Master and bachelor projects offered by Jarle Tufto

GARMA versus Latent Gaussian models

Combining ideas of classical ARMA models and Generalized linear models, Benjamin et. al. 2003 introduced the generalized autoregressive moving average model (GARMA). This model is useful for modelling time series of counts, e.g. number of insurance claims or number of daily cases of a disease in a population. In the GARMA model the link-function (e.g. the log) of the expectation \(\mu_t\) of observations in the exponential family (e.g. the Poisson) conditional on the past is modelled as \[ g(\mu_t)=\eta_t=\beta + \sum_{j=1}^p\phi_j(g(y_{t-j}^*)-\beta) + \sum_{j=1}^q \theta_j (g(y_{t-j}^*)-\eta_{t-j}), \tag{1} \] that is, as linear combination of past observations and past "prediction errors". Note that \(y_{t-j}\) must be replaced by \(y_{t-j}^*=\operatorname{max}(y_{t-j},c)\) when the log-link is used where the threshold \(c\) is an additional parameter that must be chosen arbitrarily or perhaps estimated.

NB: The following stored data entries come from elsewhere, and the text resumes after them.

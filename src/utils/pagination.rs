use crate::error::{AppError, AppResult};
use crate::utils::query::QueryParams;
use actix_web::HttpRequest;
use serde::Serialize;

/// `page`/`limit` pagination, 1-based pages.
#[derive(Debug, Clone, Copy, PartialEq)]
pub struct PageParams {
    pub page: i64,
    pub limit: i64,
}

impl PageParams {
    pub fn from_query(
        params: &QueryParams,
        default_limit: i64,
        max_limit: i64,
    ) -> AppResult<Self> {
        let page = params.get_i64("page")?.unwrap_or(1);
        if page < 1 {
            return Err(AppError::NotFound("Invalid page".to_string()));
        }

        let limit = match params.get_i64("limit")? {
            Some(limit) if limit < 1 => {
                return Err(AppError::Validation(
                    "Query parameter 'limit' must be positive".to_string(),
                ))
            }
            Some(limit) => limit.min(max_limit),
            None => default_limit,
        };

        // next-page links need page * limit to fit as well
        if page.checked_mul(limit).is_none() {
            return Err(AppError::NotFound("Invalid page".to_string()));
        }

        Ok(PageParams { page, limit })
    }

    pub fn offset(&self) -> i64 {
        (self.page - 1).saturating_mul(self.limit)
    }

    /// Pages past the last one are an error, except page 1 of an empty set.
    pub fn check_in_range(&self, count: i64) -> AppResult<()> {
        if self.page > 1 && self.offset() >= count {
            return Err(AppError::NotFound("Invalid page".to_string()));
        }
        Ok(())
    }
}

#[derive(Debug, Serialize)]
pub struct Page<T> {
    pub count: i64,
    pub next: Option<String>,
    pub previous: Option<String>,
    pub results: Vec<T>,
}

impl<T> Page<T> {
    pub fn new(results: Vec<T>, count: i64, params: PageParams, req: &HttpRequest) -> Self {
        let has_next = params.page.saturating_mul(params.limit) < count;
        let has_previous = params.page > 1;

        Page {
            count,
            next: has_next.then(|| page_url(req, params.page + 1)),
            previous: has_previous.then(|| page_url(req, params.page - 1)),
            results,
        }
    }
}

fn page_url(req: &HttpRequest, page: i64) -> String {
    let info = req.connection_info();
    let base = format!("{}://{}{}", info.scheme(), info.host(), req.path());

    let retained: Vec<(String, String)> = url::form_urlencoded::parse(req.query_string().as_bytes())
        .filter(|(k, _)| k != "page")
        .map(|(k, v)| (k.into_owned(), v.into_owned()))
        .collect();

    let mut serializer = url::form_urlencoded::Serializer::new(String::new());
    for (k, v) in &retained {
        serializer.append_pair(k, v);
    }
    // the first page is linked without a page parameter
    if page > 1 {
        serializer.append_pair("page", &page.to_string());
    }
    let query = serializer.finish();

    if query.is_empty() {
        base
    } else {
        format!("{}?{}", base, query)
    }
}
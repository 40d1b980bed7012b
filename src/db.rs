use sqlx::{
    sqlite::{SqliteConnectOptions, SqlitePoolOptions},
    SqlitePool,
};
use std::str::FromStr;
use std::time::Duration;

#[derive(Clone)]
pub struct Database {
    pub pool: SqlitePool,
}

impl Database {
    pub async fn new(database_url: &str, max_connections: u32) -> anyhow::Result<Self> {
        let connect_options = SqliteConnectOptions::from_str(database_url)?
            .create_if_missing(true)
            .foreign_keys(true);

        let pool = SqlitePoolOptions::new()
            .max_connections(max_connections)
            .min_connections(1)
            .acquire_timeout(Duration::from_secs(30))
            .idle_timeout(Duration::from_secs(600))
            .max_lifetime(Duration::from_secs(3600))
            .connect_with(connect_options)
            .await?;

        Ok(Database { pool })
    }

    /// Private in-memory database with the schema applied.
    ///
    /// Every SQLite `:memory:` connection is its own database, so the pool is
    /// pinned to one connection that never expires.
    #[cfg(test)]
    pub async fn in_memory() -> anyhow::Result<Self> {
        let connect_options = SqliteConnectOptions::from_str("sqlite::memory:")?.foreign_keys(true);

        let pool = SqlitePoolOptions::new()
            .max_connections(1)
            .min_connections(1)
            .idle_timeout(None)
            .max_lifetime(None)
            .connect_with(connect_options)
            .await?;

        let db = Database { pool };
        db.run_migrations().await?;
        Ok(db)
    }

    pub async fn run_migrations(&self) -> anyhow::Result<()> {
        let migrations = vec![include_str!("../migrations/sqlite/001_initial.sql")];

        for (idx, migration_sql) in migrations.iter().enumerate() {
            tracing::info!("Running migration {}", idx + 1);

            for statement in migration_sql.split(';') {
                let trimmed = statement
                    .lines()
                    .filter(|line| !line.trim_start().starts_with("--"))
                    .collect::<Vec<_>>()
                    .join("\n");
                let trimmed = trimmed.trim();
                if trimmed.is_empty() {
                    continue;
                }

                sqlx::query(trimmed)
                    .execute(&self.pool)
                    .await
                    .map_err(|e| {
                        tracing::error!("Error in migration {} statement: {} - Error: {}", idx + 1, trimmed, e);
                        e
                    })?;
            }
        }

        tracing::info!("All migrations completed");
        Ok(())
    }

    pub fn pool(&self) -> &SqlitePool {
        &self.pool
    }

    pub async fn close(&self) {
        self.pool.close().await;
    }
}
use crate::db::Database;
use crate::error::AppResult;
use crate::models::{render_shopping_list, ShoppingListItem};

pub struct ShoppingListService<'a> {
    db: &'a Database,
}

impl<'a> ShoppingListService<'a> {
    pub fn new(db: &'a Database) -> Self {
        ShoppingListService { db }
    }

    /// Sums ingredient amounts over every recipe in the user's cart,
    /// grouped by ingredient name and unit.
    pub async fn build(&self, user_id: i64) -> AppResult<Vec<ShoppingListItem>> {
        let items = sqlx::query_as::<_, ShoppingListItem>(
            r#"
            SELECT i.name, i.measurement_unit, SUM(ri.amount) AS total_amount
            FROM cart c
            JOIN recipe_ingredient ri ON ri.recipe_id = c.recipe_id
            JOIN ingredient i ON i.id = ri.ingredient_id
            WHERE c.user_id = ?
            GROUP BY i.name, i.measurement_unit
            ORDER BY i.name, i.measurement_unit
            "#,
        )
        .bind(user_id)
        .fetch_all(&self.db.pool)
        .await?;

        Ok(items)
    }

    pub async fn render(&self, user_id: i64) -> AppResult<String> {
        let items = self.build(user_id).await?;
        tracing::debug!("Shopping list for user {} has {} lines", user_id, items.len());
        Ok(render_shopping_list(&items))
    }
}
pub mod auth;
pub mod ingredient;
pub mod media;
pub mod membership;
pub mod recipe;
pub mod shopping_list;
pub mod subscription;
pub mod tag;
pub mod user;

pub use auth::AuthService;
pub use ingredient::IngredientService;
pub use media::MediaStorage;
pub use membership::{MembershipService, RecipeList};
pub use recipe::RecipeService;
pub use shopping_list::ShoppingListService;
pub use subscription::SubscriptionService;
pub use tag::TagService;
pub use user::UserService;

An obvious alternative model is to instead assume e.g. that \[ y_t \sim \operatorname{Poisson}(\mu_t) \tag{2a} \] for \(t=1,2,\dots,n\) and independent conditional on \(\{\mu_t\}\) and that \[\{\ln\mu_t\}\sim \text{Gaussian ARMA}(p,q). \tag{2b} \] It is well known that adding white noise to e.g. an AR(1) model leads to a an ARMA(1,1) model. This suggests that a GARMA model would need an extraneous MA term to fit data if the data is truly generated by (2) and that (2) will perhaps more parsimoniously fit real data if the conditional independence assumption (2a) holds.

Model (2) is a Latent Gaussian model that can be implemented in TMB and fitted by maximising the Laplace approximation of the marginal likelihood (see below). A project could involve implementing this model and see how well it works on real as well as simulated data compared to the above GARMA model.

Approximate frequentist prediction intervals for GLMs

For generalized linear models (GLMs), current methods for constructing prediction intervals resort to simulation based methods, typically relying on approximate/asymptotic normality of \(\hat{\mathbf{\beta}}\) or relying on parametric bootstrapping and then calculating the prediction interval from quantiles of the simulated response conditional on simulated realisations of the linear predictor.

In project 2, problem 1c in TMA4315 Generalized linear models 2021, for linear models (LMs), we saw that the limit(s) of a prediction interval are equal to the critical value(s) in a kind of hypothesis test that a particular observation is an outlier.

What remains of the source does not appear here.